# Required work
Below are records; reproduce exactly the lines from the one that has "pub fn open_in_memory()" through the one that has "for category in", ends included, and nothing more.

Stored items
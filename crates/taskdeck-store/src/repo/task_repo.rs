//! Task repository

use crate::errors::Result;
use rusqlite::{Connection, OptionalExtension, Row};
use taskdeck_core::model::Task;

/// SQLite repository for Task rows
pub struct TaskRepo;

impl TaskRepo {
    /// Insert this task and assign the store-generated id
    ///
    /// A foreign key to a non-existent category surfaces as a store error;
    /// it is not pre-validated here. Saving an already-saved task inserts a
    /// duplicate row and re-assigns `id`, same as CategoryRepo.
    pub fn save(conn: &Connection, task: &mut Task) -> Result<()> {
        conn.execute(
            "INSERT INTO tasks (description, category_id, completed, created_at)
             VALUES (?1, ?2, ?3, ?4)",
            rusqlite::params![
                task.description,
                task.category_id,
                if task.completed { 1 } else { 0 },
                task.created_at.timestamp_millis(),
            ],
        )?;
        task.id = conn.last_insert_rowid();

        tracing::debug!(id = task.id, category_id = task.category_id, "task saved");

        Ok(())
    }

    /// Get a Task by id, or None if no row matches
    pub fn find(conn: &Connection, id: i64) -> Result<Option<Task>> {
        let result = conn
            .query_row(
                "SELECT id, description, category_id, completed, created_at
                 FROM tasks
                 WHERE id = ?1",
                [id],
                map_task,
            )
            .optional()?;

        Ok(result)
    }

    /// List all tasks, oldest first
    pub fn all(conn: &Connection) -> Result<Vec<Task>> {
        let mut stmt = conn.prepare(
            "SELECT id, description, category_id, completed, created_at
             FROM tasks
             ORDER BY id",
        )?;

        let tasks = stmt
            .query_map([], map_task)?
            .collect::<std::result::Result<Vec<_>, _>>()?;

        Ok(tasks)
    }
}

/// Map a tasks row to a Task
pub(crate) fn map_task(row: &Row<'_>) -> rusqlite::Result<Task> {
    let id: i64 = row.get(0)?;
    let description: String = row.get(1)?;
    let category_id: i64 = row.get(2)?;
    let completed: i32 = row.get(3)?;
    let created_at_ms: i64 = row.get(4)?;

    let mut task = Task::new(description, category_id);
    task.id = id;
    task.completed = completed != 0;
    task.created_at =
        chrono::DateTime::from_timestamp_millis(created_at_ms).unwrap_or_else(chrono::Utc::now);

    Ok(task)
}

#[cfg(test)]
mod tests {
    use super::*;
    use crate::migrations;
    use crate::repo::CategoryRepo;
    use taskdeck_core::model::Category;

    fn setup_test_db() -> Connection {
        let mut conn = Connection::open_in_memory().unwrap();
        crate::db::configure(&conn).unwrap();
        migrations::apply_migrations(&mut conn).unwrap();
        conn
    }

    fn saved_category(conn: &Connection, name: &str) -> Category {
        let mut category = Category::new(name.to_string());
        CategoryRepo::save(conn, &mut category).unwrap();
        category
    }

    #[test]
    fn test_save_assigns_id() {
        let conn = setup_test_db();
        let category = saved_category(&conn, "Home");
        let mut task = Task::new("Mow the lawn".to_string(), category.id);

        TaskRepo::save(&conn, &mut task).unwrap();

        assert!(task.id > 0);
        assert!(task.is_saved());
    }

    #[test]
    fn test_save_and_find_round_trip() {
        let conn = setup_test_db();
        let category = saved_category(&conn, "Home");
        let mut task = Task::new("Mow the lawn".to_string(), category.id);
        TaskRepo::save(&conn, &mut task).unwrap();

        let found = TaskRepo::find(&conn, task.id)
            .unwrap()
            .expect("task should exist");

        assert_eq!(found.description, "Mow the lawn");
        assert_eq!(found.id, task.id);
        assert_eq!(found.category_id, category.id);
        assert!(!found.completed);
    }

    #[test]
    fn test_find_missing_is_none() {
        let conn = setup_test_db();

        let found = TaskRepo::find(&conn, 9999).unwrap();

        assert!(found.is_none());
    }

    #[test]
    fn test_save_preserves_completed_flag() {
        let conn = setup_test_db();
        let category = saved_category(&conn, "Home");
        let mut task = Task::new("Do the dishes".to_string(), category.id);
        task.completed = true;
        TaskRepo::save(&conn, &mut task).unwrap();

        let found = TaskRepo::find(&conn, task.id).unwrap().unwrap();

        assert!(found.completed);
    }

    #[test]
    fn test_save_rejects_missing_category() {
        let conn = setup_test_db();
        let mut task = Task::new("Mow the lawn".to_string(), 9999);

        let result = TaskRepo::save(&conn, &mut task);

        assert!(result.is_err());
        assert!(!task.is_saved());
    }
}
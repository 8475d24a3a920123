use serde::{Deserialize, Serialize};

/// Category - a named grouping of tasks
///
/// A Category owns zero or more Tasks through the `category_id` foreign key
/// on the task rows; it holds no in-memory collection of them. Two categories
/// are equal when both `id` and `name` match.
#[derive(Debug, Clone, PartialEq, Eq, Serialize, Deserialize)]
pub struct Category {
    /// Row id assigned by the store on first save (0 while unsaved)
    pub id: i64,

    /// Human-readable name, set at construction and never changed
    pub name: String,
}

impl Category {
    /// Create a new unsaved Category with the given name
    ///
    /// The id stays 0 until the repository saves the row and writes the
    /// store-generated key back.
    pub fn new(name: String) -> Self {
        Self { id: 0, name }
    }

    /// Check whether this Category has been persisted
    pub fn is_saved(&self) -> bool {
        self.id > 0
    }
}
//! CLI integration tests
//!
//! These tests drive the built binary against a temporary database and
//! verify that the commands delegate to the repository layer correctly.

use std::process::Command;
use tempfile::TempDir;

fn run(temp_dir: &TempDir, args: &[&str]) -> std::process::Output {
    let cli_bin = env!("CARGO_BIN_EXE_taskdeck-cli");
    let db_path = temp_dir.path().join("taskdeck.db");

    Command::new(cli_bin)
        .current_dir(temp_dir.path())
        .args(args)
        .args(["--db", db_path.to_str().unwrap()])
        .output()
        .expect("Failed to execute CLI")
}

#[test]
fn test_category_add_and_list() {
    let temp_dir = TempDir::new().unwrap();

    let output = run(&temp_dir, &["category", "add", "Home"]);
    assert!(output.status.success(), "add should succeed");

    let output = run(&temp_dir, &["category", "list"]);
    assert!(output.status.success());
    let stdout = String::from_utf8_lossy(&output.stdout);
    assert!(stdout.contains("Home"), "list should print the category");
}

#[test]
fn test_task_add_and_category_show() {
    let temp_dir = TempDir::new().unwrap();

    let output = run(&temp_dir, &["category", "add", "Household chores"]);
    assert!(output.status.success());

    // First category in a fresh database gets id 1
    let output = run(&temp_dir, &["task", "add", "Mow the lawn", "--category", "1"]);
    assert!(output.status.success(), "task add should succeed");

    let output = run(&temp_dir, &["category", "show", "1"]);
    assert!(output.status.success());
    let stdout = String::from_utf8_lossy(&output.stdout);
    assert!(stdout.contains("Household chores"));
    assert!(stdout.contains("Mow the lawn"));
}

#[test]
fn test_task_add_unknown_category_fails() {
    let temp_dir = TempDir::new().unwrap();

    let output = run(&temp_dir, &["task", "add", "Mow the lawn", "--category", "42"]);

    assert!(
        !output.status.success(),
        "saving a task against a missing category should fail"
    );
    let stderr = String::from_utf8_lossy(&output.stderr);
    assert!(stderr.contains("Error"), "should report an error");
}

#[test]
fn test_show_missing_category_fails() {
    let temp_dir = TempDir::new().unwrap();

    let output = run(&temp_dir, &["category", "show", "42"]);

    assert!(!output.status.success());
}
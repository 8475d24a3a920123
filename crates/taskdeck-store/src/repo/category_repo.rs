//! Category repository
//!
//! Persists categories and answers the category -> tasks relationship query

use crate::errors::Result;
use crate::repo::task_repo;
use rusqlite::{Connection, OptionalExtension, Row};
use taskdeck_core::model::{Category, Task};

/// SQLite repository for Category rows
pub struct CategoryRepo;

impl CategoryRepo {
    /// Insert this category and assign the store-generated id
    ///
    /// Every call inserts a fresh row: saving an already-saved category
    /// inserts a duplicate and re-assigns `id`. There are no upsert
    /// semantics.
    pub fn save(conn: &Connection, category: &mut Category) -> Result<()> {
        conn.execute(
            "INSERT INTO categories (name) VALUES (?1)",
            rusqlite::params![category.name],
        )?;
        category.id = conn.last_insert_rowid();

        tracing::debug!(id = category.id, name = %category.name, "category saved");

        Ok(())
    }

    /// Get a Category by id, or None if no row matches
    pub fn find(conn: &Connection, id: i64) -> Result<Option<Category>> {
        let result = conn
            .query_row(
                "SELECT id, name FROM categories WHERE id = ?1",
                [id],
                map_category,
            )
            .optional()?;

        Ok(result)
    }

    /// List all categories, oldest first
    pub fn all(conn: &Connection) -> Result<Vec<Category>> {
        let mut stmt = conn.prepare("SELECT id, name FROM categories ORDER BY id")?;

        let categories = stmt
            .query_map([], map_category)?
            .collect::<std::result::Result<Vec<_>, _>>()?;

        Ok(categories)
    }

    /// List the tasks belonging to this category, oldest first
    ///
    /// Always re-queries the store. Safe on an unsaved category: id 0
    /// matches no rows, so the result is empty.
    pub fn tasks(conn: &Connection, category: &Category) -> Result<Vec<Task>> {
        let mut stmt = conn.prepare(
            "SELECT id, description, category_id, completed, created_at
             FROM tasks
             WHERE category_id = ?1
             ORDER BY id",
        )?;

        let tasks = stmt
            .query_map([category.id], task_repo::map_task)?
            .collect::<std::result::Result<Vec<_>, _>>()?;

        Ok(tasks)
    }
}

/// Map a categories row to a Category
fn map_category(row: &Row<'_>) -> rusqlite::Result<Category> {
    let id: i64 = row.get(0)?;
    let name: String = row.get(1)?;

    let mut category = Category::new(name);
    category.id = id;

    Ok(category)
}
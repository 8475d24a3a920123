//! Database connection management
//!
//! Provides utilities for opening and configuring SQLite connections

use crate::errors::Result;
use rusqlite::Connection;
use std::path::Path;

/// Open a SQLite database at the given path
pub fn open<P: AsRef<Path>>(path: P) -> Result<Connection> {
    Ok(Connection::open(path)?)
}

/// Open an in-memory SQLite database (for testing)
pub fn open_in_memory() -> Result<Connection> {
    Ok(Connection::open_in_memory()?)
}

/// Configure a connection with the settings the repositories rely on
pub fn configure(conn: &Connection) -> Result<()> {
    // Enforce the tasks -> categories foreign key
    conn.execute("PRAGMA foreign_keys = ON", [])?;

    // WAL journal mode; this PRAGMA reports the resulting mode as a row
    let _mode: String = conn.query_row("PRAGMA journal_mode = WAL", [], |row| row.get(0))?;

    Ok(())
}
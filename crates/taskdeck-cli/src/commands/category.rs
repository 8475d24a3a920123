//! Category commands
//!
//! Usage: taskdeck category <add|list|show> [...]

use clap::{Args, Subcommand};
use std::path::Path;
use taskdeck_core::model::Category;
use taskdeck_store::repo::CategoryRepo;

#[derive(Debug, Args)]
pub struct CategoryArgs {
    #[command(subcommand)]
    pub command: CategoryCommand,
}

#[derive(Debug, Subcommand)]
pub enum CategoryCommand {
    /// Create a category
    Add(AddArgs),
    /// List all categories
    List,
    /// Show a category and its tasks
    Show(ShowArgs),
}

#[derive(Debug, Args)]
pub struct AddArgs {
    /// Name of the new category
    pub name: String,
}

#[derive(Debug, Args)]
pub struct ShowArgs {
    /// Id of the category to show
    pub id: i64,
}

/// Execute category command
pub fn execute(args: CategoryArgs, db: &Path) -> Result<(), Box<dyn std::error::Error>> {
    let conn = super::open_database(db)?;

    match args.command {
        CategoryCommand::Add(add_args) => {
            let mut category = Category::new(add_args.name);
            CategoryRepo::save(&conn, &mut category)?;
            println!("Created category {} ({})", category.id, category.name);
        }
        CategoryCommand::List => {
            for category in CategoryRepo::all(&conn)? {
                println!("{}\t{}", category.id, category.name);
            }
        }
        CategoryCommand::Show(show_args) => {
            let category = CategoryRepo::find(&conn, show_args.id)?
                .ok_or_else(|| format!("no category with id {}", show_args.id))?;
            println!("{}\t{}", category.id, category.name);
            for task in CategoryRepo::tasks(&conn, &category)? {
                let marker = if task.completed { "x" } else { " " };
                println!("  [{}] {}\t{}", marker, task.id, task.description);
            }
        }
    }

    Ok(())
}
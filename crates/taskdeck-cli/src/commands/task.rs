//! Task commands
//!
//! Usage: taskdeck task <add|list|show> [...]

use clap::{Args, Subcommand};
use std::path::Path;
use taskdeck_core::model::Task;
use taskdeck_store::repo::TaskRepo;

#[derive(Debug, Args)]
pub struct TaskArgs {
    #[command(subcommand)]
    pub command: TaskCommand,
}

#[derive(Debug, Subcommand)]
pub enum TaskCommand {
    /// Create a task in a category
    Add(AddArgs),
    /// List all tasks
    List,
    /// Show a single task
    Show(ShowArgs),
}

#[derive(Debug, Args)]
pub struct AddArgs {
    /// What needs doing
    pub description: String,

    /// Id of the owning category
    #[arg(long)]
    pub category: i64,
}

#[derive(Debug, Args)]
pub struct ShowArgs {
    /// Id of the task to show
    pub id: i64,
}

/// Execute task command
pub fn execute(args: TaskArgs, db: &Path) -> Result<(), Box<dyn std::error::Error>> {
    let conn = super::open_database(db)?;

    match args.command {
        TaskCommand::Add(add_args) => {
            let mut task = Task::new(add_args.description, add_args.category);
            TaskRepo::save(&conn, &mut task)?;
            println!("Created task {} ({})", task.id, task.description);
        }
        TaskCommand::List => {
            for task in TaskRepo::all(&conn)? {
                let marker = if task.completed { "x" } else { " " };
                println!("[{}] {}\t{}\t(category {})", marker, task.id, task.description, task.category_id);
            }
        }
        TaskCommand::Show(show_args) => {
            let task = TaskRepo::find(&conn, show_args.id)?
                .ok_or_else(|| format!("no task with id {}", show_args.id))?;
            let marker = if task.completed { "x" } else { " " };
            println!(
                "[{}] {}\t{}\t(category {}, created {})",
                marker,
                task.id,
                task.description,
                task.category_id,
                task.created_at.to_rfc3339()
            );
        }
    }

    Ok(())
}
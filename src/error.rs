// top-level error for the public API

use std::{path::PathBuf, time::Duration};

#[derive(serde::Serialize, Debug, thiserror::Error)]
pub enum LauncherError {
    #[error("failed to load model '{path}': {reason}")]
    Load { path: PathBuf, reason: LoadFailure },

    #[error("quantization executable not found at '{path}'")]
    QuantizeExecutableMissing { path: PathBuf },

    #[error("quantization of '{model}' failed: {reason}")]
    QuantizeFailed { model: PathBuf, reason: String },

    #[error("quantization of '{model}' exceeded {elapsed:?} and was aborted")]
    QuantizeTimedOut { model: PathBuf, elapsed: Duration },

    /// Re-quantizing an already quantized file is not supported by llama-quantize.
    #[error("'{path}' is already quantized; select the FP16 version of the model instead")]
    AlreadyQuantized { path: PathBuf },

    #[error("generation failed: {0}")]
    Generation(String),

    #[error("no model selected; load a .gguf or .ggml file first")]
    NoModelSelected,

    #[error("unsupported model file '{path}': expected a .gguf or .ggml file")]
    UnsupportedModelFile { path: PathBuf },

    /// A second action arrived while another one is still in flight.
    #[error("cannot {operation} while {state}")]
    Busy {
        operation: &'static str,
        state: &'static str,
    },

    /// The application is shutting down; the step was abandoned.
    #[error("{0} was cancelled")]
    Cancelled(&'static str),

    #[error("invalid {field}: {reason}")]
    InvalidConfig { field: &'static str, reason: String },

    #[error("{operation} failed for '{path}'")]
    FileSystem {
        operation: &'static str,
        path: PathBuf,
        #[source]
        #[serde(serialize_with = "std_io_error_to_string")]
        source: std::io::Error,
    },

    #[error("internal error: {0}")]
    Internal(String),
}

/// Why a model file could not be turned into a running inference context.
#[derive(serde::Serialize, Debug, Clone, PartialEq, Eq, thiserror::Error)]
pub enum LoadFailure {
    #[error("file does not exist")]
    NotFound,

    #[error("file is unreadable: {0}")]
    Unreadable(String),

    #[error("not a valid GGUF/GGML container: {0}")]
    InvalidContainer(String),

    #[error("inference server executable not found at '{0}'")]
    ServerExecutableMissing(PathBuf),

    #[error("inference server exited during start-up: {0}")]
    ServerExited(String),

    #[error("model did not become ready within {0:?}")]
    Timeout(Duration),

    #[error("{0}")]
    Backend(String),
}

pub type LauncherResult<T> = std::result::Result<T, LauncherError>;

impl LauncherError {
    pub fn load(path: impl Into<PathBuf>, reason: LoadFailure) -> Self {
        Self::Load {
            path: path.into(),
            reason,
        }
    }

    pub fn file_system(
        operation: &'static str,
        path: impl Into<PathBuf>,
        err: impl Into<std::io::Error>,
    ) -> Self {
        Self::FileSystem {
            operation,
            path: path.into(),
            source: err.into(),
        }
    }

    /// Short title used by the shells for the error dialog.
    pub fn dialog_title(&self) -> &'static str {
        match self {
            Self::Load { .. } | Self::UnsupportedModelFile { .. } => "Model load error",
            Self::QuantizeExecutableMissing { .. }
            | Self::QuantizeFailed { .. }
            | Self::QuantizeTimedOut { .. }
            | Self::AlreadyQuantized { .. } => "Quantization error",
            Self::Generation(_) => "Generation error",
            Self::NoModelSelected => "No model selected",
            Self::Busy { .. } => "Please wait",
            Self::Cancelled(_) => "Cancelled",
            Self::InvalidConfig { .. } => "Configuration error",
            Self::FileSystem { .. } | Self::Internal(_) => "Error",
        }
    }
}

pub(crate) fn std_io_error_to_string<S>(e: &impl std::fmt::Display, s: S) -> Result<S::Ok, S::Error>
where
    S: serde::Serializer,
{
    s.serialize_str(&e.to_string())
}
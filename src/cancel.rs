//! Stop signal shared between the session and the worker's blocking steps.

use std::{
    process::Child,
    sync::{
        atomic::{AtomicBool, Ordering},
        Arc, Mutex, Weak,
    },
};

/// Set once when the application shuts down.
///
/// Quantization and model loading poll it between waits. Server processes
/// registered with [`CancelToken::watch`] are killed the moment it is set, so
/// a request blocked on them fails right away.
#[derive(Clone, Debug, Default)]
pub struct CancelToken {
    inner: Arc<Inner>,
}

#[derive(Debug, Default)]
struct Inner {
    cancelled: AtomicBool,
    children: Mutex<Vec<Weak<Mutex<Child>>>>,
}

impl CancelToken {
    pub fn new() -> Self {
        Self::default()
    }

    pub fn cancel(&self) {
        if self.inner.cancelled.swap(true, Ordering::SeqCst) {
            return;
        }
        tracing::debug!("cancelling blocking work");
        let children = std::mem::take(&mut *self.children());
        for child in children.iter().filter_map(Weak::upgrade) {
            kill(&child);
        }
    }

    pub fn is_cancelled(&self) -> bool {
        self.inner.cancelled.load(Ordering::SeqCst)
    }

    /// Kills `child` on cancellation. Already cancelled: killed now.
    pub(crate) fn watch(&self, child: &Arc<Mutex<Child>>) {
        {
            let mut children = self.children();
            children.retain(|c| c.strong_count() > 0);
            children.push(Arc::downgrade(child));
        }
        if self.is_cancelled() {
            kill(child);
        }
    }

    fn children(&self) -> std::sync::MutexGuard<'_, Vec<Weak<Mutex<Child>>>> {
        self.inner.children.lock().unwrap_or_else(|e| e.into_inner())
    }
}

fn kill(child: &Mutex<Child>) {
    let mut child = child.lock().unwrap_or_else(|e| e.into_inner());
    if let Ok(None) = child.try_wait() {
        if let Err(e) = child.kill() {
            tracing::error!(pid = child.id(), error = %e, "failed to kill child on cancel");
        }
    }
}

# Result
pub fn open_in_memory() -> Result<Connection> {
    Ok(Connection::open_in_memory()?)
}

/// Configure a connection with the settings the repositories rely on
pub fn configure(conn: &Connection) -> Result<()> {
    // Enforce the tasks -> categories foreign key
    conn.execute("PRAGMA foreign_keys = ON", [])?;

    // WAL journal mode; this PRAGMA reports the resulting mode as a row
    let _mode: String = conn.query_row("PRAGMA journal_mode = WAL", [], |row| row.get(0))?;

    Ok(())
}
filename crates/taskdeck-cli/src/commands/category.rs
repository 8475d24a3a920123
//! Category commands
//!
//! Usage: taskdeck category <add|list|show> [...]

use clap::{Args, Subcommand};
use std::path::Path;
use taskdeck_core::model::Category;
use taskdeck_store::repo::CategoryRepo;

#[derive(Debug, Args)]
pub struct CategoryArgs {
    #[command(subcommand)]
    pub command: CategoryCommand,
}

#[derive(Debug, Subcommand)]
pub enum CategoryCommand {
    /// Create a category
    Add(AddArgs),
    /// List all categories
    List,
    /// Show a category and its tasks
    Show(ShowArgs),
}

#[derive(Debug, Args)]
pub struct AddArgs {
    /// Name of the new category
    pub name: String,
}

#[derive(Debug, Args)]
pub struct ShowArgs {
    /// Id of the category to show
    pub id: i64,
}

/// Execute category command
pub fn execute(args: CategoryArgs, db: &Path) -> Result<(), Box<dyn std::error::Error>> {
    let conn = super::open_database(db)?;

    match args.command {
        CategoryCommand::Add(add_args) => {
            let mut category = Category::new(add_args.name);
            CategoryRepo::save(&conn, &mut category)?;
            println!("Created category {} ({})", category.id, category.name);
        }
        CategoryCommand::List => {
            for category in CategoryRepo::all(&conn)? {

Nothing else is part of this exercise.